Some time soon, The Gap Bike Shop will be doing a little northshore and trials demonstration at a local school fete. We’ll have about 5-10 guys on bikes doing the northshore stuff, hopeflly one awsome bike trials guy, and Gary and I on unicycles (and maybe more). I just found out that we’ll have heaps of equipment to use for the northshore bit and I’ve decided to start planning a little course.
We’ll have:
Heaps of long sleepers (about 4m long)
3 normal sized sleepers (about 2.5m long)
Several different sized things to rest the sleepers on
3 cable spools
Quite a few strong hardwood narrow planks (about 3" wide and 2.5m long)
Maybe a see-saw
Heaps of shorter narrow planks
So what can we do with them? Any ideas? We’ll have an area of probably about 30m x 30m but that’s just a guess.
This’ll be a huge improvement on last year’s setup (in the photo I’ve attached). I had a ball then…this year’ll be unbelievable!

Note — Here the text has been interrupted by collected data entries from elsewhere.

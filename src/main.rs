//! pose-capture - record an exercise attempt and get it scored

use anyhow::{bail, Context};
use pose_capture::cli::{Cli, Commands, ConfigAction, TokenAction};
use pose_capture::core::reference_poses::{ReferencePoseLibrary, ReferenceSequence};
use pose_capture::core::session_store::SessionStore;
use pose_capture::models::session::{CaptureState, PipelineEvent};
use pose_capture::platform::camera::ReplayCamera;
use pose_capture::platform::PoseEstimator;
use pose_capture::{ExerciseTask, HttpScoringClient, PosePipeline, TrackerConfig};
use std::path::PathBuf;
use std::sync::Arc;
use std::time::Duration;
use tracing::{info, warn};
use tracing_subscriber::EnvFilter;

#[tokio::main]
async fn main() -> anyhow::Result<()> {
    let cli = Cli::parse_args();

    // --verbose enables debug-level output
    let default_level = if cli.verbose { "debug" } else { "info" };
    tracing_subscriber::fmt()
        .with_env_filter(
            EnvFilter::try_from_default_env().unwrap_or_else(|_| EnvFilter::new(default_level)),
        )
        .init();

    let config_path = cli.config.clone().unwrap_or_else(TrackerConfig::get_config_path);

    match cli.command {
        Commands::Record {
            task,
            frames,
            duration,
            reference_video,
            user,
            follow_reference,
            loop_frames,
        } => {
            let config = load_config(&config_path)?;
            let options = RecordOptions {
                task,
                frames,
                duration: Duration::from_secs(duration),
                reference_video,
                user,
                follow_reference,
                loop_frames,
            };
            run_record(options, config).await?;
        }
        Commands::Reference { task, video, url } => {
            let config = load_config(&config_path)?;
            run_reference(&task, video.as_deref(), url.as_deref(), &config).await?;
        }
        Commands::Token { action } => {
            let config = load_config(&config_path)?;
            run_token(action, &config)?;
        }
        Commands::Config { action } => {
            run_config(action, &config_path)?;
        }
    }

    Ok(())
}

fn load_config(path: &std::path::Path) -> anyhow::Result<TrackerConfig> {
    if path.exists() {
        TrackerConfig::load_from(path)
            .with_context(|| format!("Failed to load config from {}", path.display()))
    } else {
        Ok(TrackerConfig::default())
    }
}

struct RecordOptions {
    task: String,
    frames: PathBuf,
    duration: Duration,
    reference_video: Option<String>,
    user: Option<String>,
    follow_reference: bool,
    loop_frames: bool,
}

#[cfg(feature = "ml-onnx")]
fn build_estimator(config: &TrackerConfig) -> anyhow::Result<Box<dyn PoseEstimator>> {
    use pose_capture::platform::pose::MoveNetEstimator;
    Ok(Box::new(MoveNetEstimator::new(config.model_path.clone())))
}

#[cfg(not(feature = "ml-onnx"))]
fn build_estimator(_config: &TrackerConfig) -> anyhow::Result<Box<dyn PoseEstimator>> {
    bail!("No pose model available: rebuild with `--features ml-onnx`")
}

async fn run_record(options: RecordOptions, config: TrackerConfig) -> anyhow::Result<()> {
    let estimator = build_estimator(&config)?;
    let camera = ReplayCamera::new(&options.frames).looping(options.loop_frames);

    let store = SessionStore::new(config.session_store_path.clone());
    let submitter = Arc::new(HttpScoringClient::from_config(&config)?);

    let reference_clip = if options.follow_reference {
        let library = ReferencePoseLibrary::new(config.reference_pose_dir.clone());
        let reference = library
            .load(&options.task, options.reference_video.as_deref())
            .await?;
        Some(reference.duration(config.reference_fps))
    } else {
        None
    };

    let task = ExerciseTask {
        task_id: options.task,
        reference_video_url: options.reference_video,
        user_id: options.user.or_else(|| store.user_id()),
    };

    let handle = PosePipeline::launch(config, task, Box::new(camera), estimator, submitter);
    let mut events = handle.subscribe();
    let printer = tokio::spawn(async move {
        while let Ok(event) = events.recv().await {
            match event {
                PipelineEvent::RecordingStopped { frames } => println!("Captured {} frames", frames),
                PipelineEvent::SubmissionStarted { .. } => println!("Analyzing..."),
                PipelineEvent::Closed => break,
                _ => {}
            }
        }
    });

    if let Err(e) = handle.wait_until_ready().await {
        handle.shutdown().await;
        bail!(e);
    }

    handle.start_recording(reference_clip).await?;
    println!("Recording...");

    if let Some(clip) = reference_clip {
        info!("Recording until the reference clip ends ({:.1}s)", clip.as_secs_f32());
        let mut snapshots = handle.watch_snapshot();
        snapshots
            .wait_for(|s| s.state != CaptureState::Recording)
            .await
            .context("Pipeline closed while recording")?;
    } else {
        tokio::time::sleep(options.duration).await;
        if let Err(e) = handle.stop_recording().await {
            handle.shutdown().await;
            bail!(e);
        }
    }

    let snapshot = handle.wait_for_idle().await?;
    handle.shutdown().await;
    let _ = printer.await;

    match (snapshot.score_percent(), snapshot.error) {
        (_, Some(error)) => bail!(error),
        (Some(percent), None) => println!("Score: {}%", percent),
        (None, None) => println!("Submitted; no score returned"),
    }

    Ok(())
}

async fn run_reference(
    task: &str,
    video: Option<&str>,
    url: Option<&str>,
    config: &TrackerConfig,
) -> anyhow::Result<()> {
    let sequence: ReferenceSequence = match url {
        Some(url) => ReferencePoseLibrary::fetch(url).await?,
        None => {
            let library = ReferencePoseLibrary::new(config.reference_pose_dir.clone());
            if let Some(path) = library.resolve(task, video) {
                println!("File: {}", path.display());
            }
            library.load(task, video).await?
        }
    };

    println!("Frames: {}", sequence.len());
    println!(
        "Duration: {:.1}s at {} fps",
        sequence.duration(config.reference_fps).as_secs_f32(),
        config.reference_fps
    );
    if let Some(first) = sequence.frames().first() {
        println!("Landmarks per frame: {}", first.len());
    }

    Ok(())
}

fn run_token(action: TokenAction, config: &TrackerConfig) -> anyhow::Result<()> {
    let store = SessionStore::new(config.session_store_path.clone());

    match action {
        TokenAction::Set { token, user } => {
            store.set_token(&token, user.as_deref())?;
            println!("Token stored in {}", store.path().display());
        }
        TokenAction::Clear => {
            store.clear()?;
            println!("Token cleared");
        }
        TokenAction::Show => {
            let session = store.read()?;
            match session.access_token {
                Some(_) => println!("Token: set"),
                None => println!("Token: not set"),
            }
            if let Some(user) = session.user_id {
                println!("User: {}", user);
            }
            if let Some(updated) = session.updated_at {
                println!("Updated: {}", updated.to_rfc3339());
            }
        }
    }

    Ok(())
}

fn run_config(action: ConfigAction, path: &std::path::Path) -> anyhow::Result<()> {
    match action {
        ConfigAction::Show => {
            let config = load_config(path)?;
            println!("{}", serde_json::to_string_pretty(&config)?);
        }
        ConfigAction::Init { force } => {
            if path.exists() && !force {
                warn!("Config already exists at {}", path.display());
                bail!("Config already exists (use --force to overwrite)");
            }
            TrackerConfig::default().save_to(path)?;
            println!("Wrote {}", path.display());
        }
        ConfigAction::Reset => {
            TrackerConfig::default().save_to(path)?;
            println!("Reset {}", path.display());
        }
        ConfigAction::Path => {
            println!("{}", path.display());
        }
    }

    Ok(())
}
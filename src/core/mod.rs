pub mod capture_session;
pub mod config;
pub mod keypoint_filter;
pub mod pose_pipeline;
pub mod reference_poses;
pub mod sampler;
pub mod scoring_client;
pub mod session_store;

Andrew. Sounds to me is good enough size I recommend at 30m x 30m but slightly more if you and Gary can increase it a bit. As you said It just a guess. The see-saw sounds Marvellous to me and I think it should be included. And as your rest of the list has mention, Should work and don’t dump those 3 Cable Spools you saved. That should be included. Sorry I can’t make it as I’m full up in arms with work with Paper delivering at the moment. I may quit that in 3 months time due to computer building. Goodluck Andrew and pass that on to Gary on my behalf.
I’ve had a little fiddle around with different combinations and I’ve come up with this (see attached photo) …

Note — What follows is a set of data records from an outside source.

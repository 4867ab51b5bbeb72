// Replays a directory of still images (PNG/JPEG) as a camera stream

use super::CameraSource;
use crate::models::capture::{
    CameraRequest, CaptureError, CaptureResult, PixelFormat, StreamInfo, VideoFrame,
};
use async_trait::async_trait;
use std::io::ErrorKind;
use std::path::{Path, PathBuf};
use tracing::{debug, info};

const IMAGE_EXTENSIONS: [&str; 3] = ["png", "jpg", "jpeg"];

pub struct ReplayCamera {
    dir: PathBuf,
    looping: bool,
    files: Vec<PathBuf>,
    cursor: usize,
    open: bool,
}

impl ReplayCamera {
    pub fn new(dir: impl Into<PathBuf>) -> Self {
        Self {
            dir: dir.into(),
            looping: false,
            files: Vec::new(),
            cursor: 0,
            open: false,
        }
    }

    /// Restart from the first image when the directory is exhausted
    pub fn looping(mut self, looping: bool) -> Self {
        self.looping = looping;
        self
    }

    pub fn frame_count(&self) -> usize {
        self.files.len()
    }

    fn list_images(dir: &Path) -> CaptureResult<Vec<PathBuf>> {
        let entries = std::fs::read_dir(dir).map_err(|e| match e.kind() {
            ErrorKind::PermissionDenied => {
                CaptureError::PermissionDenied(format!("{}: {}", dir.display(), e))
            }
            _ => CaptureError::DeviceUnavailable(format!("{}: {}", dir.display(), e)),
        })?;

        let mut files: Vec<PathBuf> = entries
            .filter_map(|entry| entry.ok().map(|e| e.path()))
            .filter(|path| {
                path.extension()
                    .and_then(|ext| ext.to_str())
                    .map(|ext| IMAGE_EXTENSIONS.contains(&ext.to_lowercase().as_str()))
                    .unwrap_or(false)
            })
            .collect();
        files.sort();
        Ok(files)
    }
}

#[async_trait]
impl CameraSource for ReplayCamera {
    async fn open(&mut self, request: &CameraRequest) -> CaptureResult<StreamInfo> {
        if request.audio {
            debug!("Replay camera has no audio track; ignoring audio request");
        }

        let files = Self::list_images(&self.dir)?;
        let first = files.first().ok_or_else(|| {
            CaptureError::DeviceUnavailable(format!("No frames in {}", self.dir.display()))
        })?;

        let (width, height) = image::image_dimensions(first)
            .map_err(|e| CaptureError::DeviceUnavailable(format!("{}: {}", first.display(), e)))?;

        info!(
            "Opened replay camera {} ({} frames, {}x{})",
            self.dir.display(),
            files.len(),
            width,
            height
        );

        self.files = files;
        self.cursor = 0;
        self.open = true;

        Ok(StreamInfo {
            device_name: format!("replay:{}", self.dir.display()),
            width,
            height,
        })
    }

    async fn read_frame(&mut self) -> CaptureResult<Option<VideoFrame>> {
        if !self.open {
            return Err(CaptureError::NotCapturing);
        }

        if self.cursor >= self.files.len() {
            if !self.looping || self.files.is_empty() {
                return Ok(None);
            }
            self.cursor = 0;
        }

        let path = self.files[self.cursor].clone();
        self.cursor += 1;

        let decoded = tokio::task::spawn_blocking(move || image::open(&path).map(|img| img.to_rgb8()))
            .await
            .map_err(|e| CaptureError::CaptureFailed(format!("Decoder task failed: {}", e)))?
            .map_err(|e| CaptureError::CaptureFailed(e.to_string()))?;

        let (width, height) = decoded.dimensions();
        Ok(Some(VideoFrame {
            timestamp_ms: chrono::Utc::now().timestamp_millis(),
            width,
            height,
            data: decoded.into_raw(),
            format: PixelFormat::RGB8,
        }))
    }

    fn close(&mut self) {
        if self.open {
            debug!("Closed replay camera {}", self.dir.display());
        }
        self.open = false;
        self.files.clear();
        self.cursor = 0;
    }

    fn is_open(&self) -> bool {
        self.open
    }
}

The section on the right will be best suited for the unicyclists but the other bike guys can try it too. I think the trials guy will be able to do it easily. All the planks are about 7cm wide. It starts on ground level and only goes up to about 40cm. The planks will be fastened on tightly so the bike guys can try to hop and swing their back wheels around. The little 40cm gap should be lots of fun because it’s got a landing that’s only 7cm wide.
The big middle section should be lots of fun with all the different paths and heights and widths. The two plank widths are 20cm and 7cm for this section. The first two supports are those normal sized ones that builders rest planks of wood on when they’re cutting them and so on (about 80cm high maybe). Then if you go to the right, you go up higher (I’m not sure how high they are) on the wider bit and ride along a 7cm wide narrow bit after it’s flattened out. From there it splits into a wider level (high) bit with a drop that’ll probably be between 1m and 1.5m depending on the height of the supports, or a narrow decline with an 80cm drop at the end. I made this bit go down because I was thinking that it’d be hard for the bike guys to do a bigger drop from a narrow plank. If you go left at the first fork, you go level on a narrow plank which runs onto a drop onto a 40cm high wider plank, and you end up on the sliding see-saw. For those of you who haven’t read about my sliding see-saws, you roll along to near the end, hit the brakes or in our case stop pedalling, slide along for maybe 1.5m, and once you pass the fulcrum point tip over and roll out of the see-saw. It’s lots of fun!
Finally, the section on the left is a nice long straight rail with a 30cm wide ladder at the start. You go up the ladder to 40cm hgih, up a narrow plank to 80cm high, level along a wider plank, down a narrow plank to 40cm high, and finish with a little drop at the end of the next narrow plank.
So what do you think? Any suggestions/additions would be more than welcome. I thought a see-saw (if we can get one) would just be added to the end of one section as well as used as a jump for the bike guys.
On a completely different topic, what happened to that trials park someone was building? I can vaguely remember someone having a place set out to build some trials stuff. It was in an open area and had a fence in the photo I saw. Can anyone tell me who was building it and how it’s going?
Make sure there is enough room for the bike guys to bail from the skinnies without getting hung up on something or landing on the stunt that is next door. The Y intersections are one area where I’d be worried that the bikes might not have enough room to bail. Keep things safe for the riders.
Give the bikes enough room to set up for the real skinny sections. They can’t go from a turn immediatly on to a skinny skinny like a unicycle can.
Good point. The course willl end up having a pretty big bike influence. I think that slight left hand turn onto the narrow plank at the first fork would be doable with some practice. These guys are pretty good.
I’ll also be trying this stuff out on my bike. It should be lots of fun. That’s a mistake I made last year, I didn’t bring my bike along so I missed out on some great northshore bike riding.
Local paper delivery Samuel not Reflex to offices. Like your comment Thanks Samuel. But since you made that point I have to retired on the 2nd day due to an old injury years ago. This does not affect unicycling nor Lawn Mowing also. I had to quit half way through my rounds. So from now on It’s Building Computers for now on.